Yüce Divan'da tanıklar dinlendi
Abone olEski Başbakan Mesut Yılmaz ve eski Devlet Bakanı Güneş Taner'in yargılandıkları Yüce Divan'ın öğleden sonraki duruşmasında tanıklar dinleniyor.
Yılmaz ile Taner'in ''Türkbank ihalesine fesat karıştırdıkları''
iddiasıyla Yüce Divan'da yargılandıkları davanın öğleden sonraki
duruşmasında ilk olarak tanık Erol Aksoy dinlendi. Aksoy,
Türkbank'ın satılacağını öğrendiklerini, bunun için hazırlık
yaptıklarını ve ihaleden 3. olarak çıktıklarını anlattı. Bir soru
üzerine Aksoy, Türkbank ihalesine yönelik herhangi bir tehdit ve
tavsiye almadığını ifade etti. Hayyam Garipoğlu ile Türkbank
ihalesine ilişkin neler görüştüğünün sorulmasına üzerine Aksoy,
Garipoğlu'nun bazı tehditler aldığını söylediğini ve kendisinin de
tehdit alıp almadığını sorduğunu belirtti. Aksoy, Garipoğlu'nun bu
tehditleri kimden aldığını söyleyip söylemediğine ilişkin soruyu
yanıtlarken ''Çakıcı'dan tehdit aldığını söyledi ama ben hiçbir
zaman tehdit almadım'' dedi. Güneş Taner ile görüşmesinde kendisine
Türkbank ihalesine ne kadar vereceğine ilişkin bir konuşmanın geçip
geçmediğine yönelik soruya karşılık Aksoy, bu konuşmanın geçtiğini,
kendisinin fiyatı belirlemediklerini söylediğini kaydetti. ''Güneş
Taner belli bir miktar söyledi mi?'' sorusunu Aksoy, ''400
hatırlıyorum. Ama bu rakam denetçi raporlarında mı var? Ben mi ona
söyledim, o mu bana söyledi hatırlamıyorum'' karşılığını verdi.

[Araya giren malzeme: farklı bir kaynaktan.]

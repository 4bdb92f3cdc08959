//! Quiz Live Back binary entrypoint wiring REST, WebSocket, and the
//! sponsorship proxy layers.

use std::{env, net::SocketAddr};

use anyhow::Context;
use axum::Router;
use axum::http::HeaderValue;
use tokio::net::TcpListener;
use tower_http::{
    cors::{Any, CorsLayer},
    trace::TraceLayer,
};
use tracing::{info, warn};
use tracing_subscriber::{layer::SubscriberExt, util::SubscriberInitExt};

mod config;
mod dto;
mod error;
mod routes;
mod services;
mod state;

use config::AppConfig;
use state::{AppState, SharedState};

#[tokio::main]
async fn main() -> anyhow::Result<()> {
    init_tracing();

    let config = AppConfig::load();
    let app_state = AppState::new(config);
    let app = build_router(app_state);

    let port = env::var("PORT")
        .or_else(|_| env::var("SERVER_PORT"))
        .ok()
        .and_then(|value| value.parse::<u16>().ok())
        .unwrap_or(3002);

    let addr = SocketAddr::from(([0, 0, 0, 0], port));
    info!(%addr, "starting server");

    let listener = TcpListener::bind(addr).await.context("binding server")?;
    let service = app.into_make_service();
    axum::serve(listener, service)
        .with_graceful_shutdown(shutdown_signal())
        .await
        .context("serving axum")?;

    Ok(())
}

/// Build the top-level router and attach cross-cutting middleware layers.
fn build_router(state: SharedState) -> Router<()> {
    let cors = cors_layer(state.config().allowed_origin());
    routes::router(state)
        .layer(cors)
        .layer(TraceLayer::new_for_http())
}

/// Restrict CORS to the configured frontend origin, falling back to a
/// permissive policy when none is set or the value is malformed.
fn cors_layer(allowed_origin: Option<&str>) -> CorsLayer {
    match allowed_origin {
        Some(origin) => match origin.parse::<HeaderValue>() {
            Ok(value) => CorsLayer::new()
                .allow_origin(value)
                .allow_methods(Any)
                .allow_headers(Any),
            Err(err) => {
                warn!(origin, error = %err, "invalid allowed origin; falling back to permissive CORS");
                CorsLayer::permissive()
            }
        },
        None => CorsLayer::permissive(),
    }
}

/// Configure tracing subscribers so logs include spans by default.
fn init_tracing() {
    let env_filter = tracing_subscriber::EnvFilter::try_from_default_env()
        .unwrap_or_else(|_| "info,tower_http=debug".into());
    tracing_subscriber::registry()
        .with(env_filter)
        .with(tracing_subscriber::fmt::layer())
        .init();
}

/// Wait for Ctrl+C or SIGTERM and shut the server down gracefully.
async fn shutdown_signal() {
    #[cfg(unix)]
    {
        use tokio::signal::unix::{SignalKind, signal};

        let mut term = signal(SignalKind::terminate()).expect("install SIGTERM handler");
        tokio::select! {
            _ = tokio::signal::ctrl_c() => {},
            _ = term.recv() => {},
        }
    }

    #[cfg(not(unix))]
    {
        let _ = tokio::signal::ctrl_c().await;
    }
}
use axum::{Json, http::StatusCode, response::IntoResponse};
use serde::Serialize;
use thiserror::Error;

use crate::state::state_machine::InvalidTransition;

/// Errors that can occur in service layer operations.
#[derive(Debug, Error)]
pub enum ServiceError {
    /// Referenced room or participant is absent.
    #[error("not found: {0}")]
    NotFound(String),
    /// Reward distribution requested for a room with no participants.
    #[error("quiz `{0}` has no participants")]
    EmptyRoom(String),
    /// Invalid input provided by the client.
    #[error("invalid input: {0}")]
    InvalidInput(String),
    /// Operation cannot be performed in the current lifecycle state.
    #[error("invalid state: {0}")]
    InvalidState(String),
    /// The external sponsorship service failed or is unreachable.
    #[error("sponsorship upstream error: {0}")]
    Upstream(String),
}

impl From<InvalidTransition> for ServiceError {
    fn from(err: InvalidTransition) -> Self {
        ServiceError::InvalidState(err.to_string())
    }
}

/// Application-level errors that are converted to HTTP responses.
#[derive(Debug, Error)]
pub enum AppError {
    /// Bad request with invalid input.
    #[error("bad request: {0}")]
    BadRequest(String),
    /// Requested resource not found.
    #[error("not found: {0}")]
    NotFound(String),
    /// Conflict with current state.
    #[error("conflict: {0}")]
    Conflict(String),
    /// Upstream collaborator failed.
    #[error("bad gateway: {0}")]
    BadGateway(String),
}

impl From<ServiceError> for AppError {
    fn from(err: ServiceError) -> Self {
        match err {
            ServiceError::NotFound(message) => AppError::NotFound(message),
            ServiceError::EmptyRoom(quiz_id) => {
                AppError::Conflict(format!("quiz `{quiz_id}` has no participants"))
            }
            ServiceError::InvalidInput(message) => AppError::BadRequest(message),
            ServiceError::InvalidState(message) => AppError::Conflict(message),
            ServiceError::Upstream(message) => AppError::BadGateway(message),
        }
    }
}

#[derive(Serialize)]
struct ErrorBody {
    message: String,
}

impl IntoResponse for AppError {
    fn into_response(self) -> axum::response::Response {
        let status = match &self {
            AppError::BadRequest(_) => StatusCode::BAD_REQUEST,
            AppError::NotFound(_) => StatusCode::NOT_FOUND,
            AppError::Conflict(_) => StatusCode::CONFLICT,
            AppError::BadGateway(_) => StatusCode::BAD_GATEWAY,
        };

        let payload = Json(ErrorBody {
            message: self.to_string(),
        });

        (status, payload).into_response()
    }
}
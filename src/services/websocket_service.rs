use axum::extract::ws::{Message, WebSocket};
use futures::{SinkExt, StreamExt};
use tokio::{sync::mpsc, task::JoinHandle};
use tracing::{debug, info, warn};
use uuid::Uuid;

use crate::{
    dto::ws::{ClientMessage, ErrorEvent, ServerMessage},
    error::ServiceError,
    services::{session_service, ws_events},
    state::SharedState,
};

/// Handle the full lifecycle for an individual quiz client connection.
pub async fn handle_socket(state: SharedState, socket: WebSocket) {
    let connection_id = Uuid::new_v4();
    let (mut sender, mut receiver) = socket.split();
    let (outbound_tx, mut outbound_rx) = mpsc::unbounded_channel::<Message>();

    // Dedicated writer task keeps outbound frames flowing even while we await inbound ones.
    let writer_task = tokio::spawn(async move {
        while let Some(message) = outbound_rx.recv().await {
            if sender.send(message).await.is_err() {
                break;
            }
        }
    });

    state.register_connection(connection_id, outbound_tx.clone());
    info!(%connection_id, "client connected");

    while let Some(message) = receiver.next().await {
        match message {
            Ok(Message::Text(text)) => {
                dispatch_text(&state, connection_id, text.as_str()).await;
            }
            Ok(Message::Ping(payload)) => {
                let _ = outbound_tx.send(Message::Pong(payload));
            }
            Ok(Message::Close(frame)) => {
                info!(%connection_id, "client closed");
                let _ = outbound_tx.send(Message::Close(frame));
                break;
            }
            Ok(Message::Binary(_)) | Ok(Message::Pong(_)) => {}
            Err(err) => {
                warn!(%connection_id, error = %err, "websocket error");
                break;
            }
        }
    }

    session_service::disconnect(&state, connection_id).await;
    info!(%connection_id, "client disconnected");

    finalize(writer_task, outbound_tx).await;
}

/// Parse one inbound frame and route it to the session coordinator.
async fn dispatch_text(state: &SharedState, connection_id: Uuid, text: &str) {
    let inbound = match serde_json::from_str::<ClientMessage>(text) {
        Ok(message) => message,
        Err(err) => {
            warn!(%connection_id, error = %err, "failed to parse client message");
            return;
        }
    };

    let outcome = match inbound {
        ClientMessage::JoinQuiz(payload) => {
            session_service::join_quiz(state, connection_id, payload).await
        }
        ClientMessage::StartQuiz(payload) => session_service::start_quiz(state, payload).await,
        ClientMessage::EndQuiz(payload) => session_service::end_quiz(state, payload).await,
        ClientMessage::SubmitAnswer(payload) => session_service::submit_answer(state, payload).await,
        ClientMessage::DistributeRewards(payload) => {
            session_service::distribute_rewards(state, payload).await
        }
        ClientMessage::Unknown => {
            debug!(%connection_id, "ignoring unknown message type");
            Ok(())
        }
    };

    match outcome {
        Ok(()) => {}
        // Events referencing unknown rooms or participants stay silent on the wire.
        Err(ServiceError::NotFound(reason)) => {
            debug!(%connection_id, reason = %reason, "dropping event for missing target");
        }
        Err(err) => {
            warn!(%connection_id, error = %err, "failed to handle client message");
            ws_events::send_to_connection(
                state,
                connection_id,
                &ServerMessage::Error(ErrorEvent {
                    message: err.to_string(),
                }),
            );
        }
    }
}

/// Ensure the writer task winds down before we return from the socket handler.
async fn finalize(writer_task: JoinHandle<()>, outbound_tx: mpsc::UnboundedSender<Message>) {
    drop(outbound_tx);
    let _ = writer_task.await;
}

Aksoy, Güneş Taner'in kendisinden bu bilgileri istemesinin olağan
olup olmadığı sorusuna, kanaat belirtmek istemediğini söyledi.
Aksoy, bir başka soruyu yanıtlarken Mesut Yılmaz ile Türkbank
ihalesine ilişkin bir görüşmesi olmadığını, Taner ile ihaleden bir
gün önce görüştüğünü dile getirdi. -EMNİYET'TEN 6 SAAT SONRA GELEN
YAZI- Daha sonra eski Merkez Bankası Başkanı Gazi Erçel, tanık
olarak dinlendi. Erçel, TBMM'deki çeşitli komisyonlarda verdiği
ifadeye aynen katıldığını vurgulayarak, heyetin sorularını
yanıtladı. Türkbank'ın satışına ilişkin süreç hakkında bilgi veren
Erçel, bankanın 1997 yılında TMSF'ye geçtiğini, kendisinin de o
dönem TMSF Başkanı olduğunu anımsattı. Erçel, bankaya 485 milyon
dolar kaynak aktarıldığını, Hazine ile yapılan görüşmelerin
ardından da ihale sürecinin başladığını anlattı. Erçel, bir soru
üzerine ihaleye çıkarken herhangi bir telkin ve tavsiyenin
kendisine gelmediğini vurguladı. Korkmaz Yiğit ile ilk olarak ne
zaman görüştüğüne ilişkin soruyu yanıtlarken Erçel, o dönem Merkez
Bankası Başkanı olduğu için bankacılar ile beraber olduğunu, Yiğit
ile ilk kez ortak bir arkadaşlarının nikah şahitliği sırasında
tanıştıklarını belirtti. Erçel, Ocak 1998'de Davos'a giderken,
Yiğit'in kendisiyle konuşmak istediğini Fransa'da bir banka almayı
düşündüğünü söylediğini ve bu konudaki görüşünü sorduğunu kaydetti.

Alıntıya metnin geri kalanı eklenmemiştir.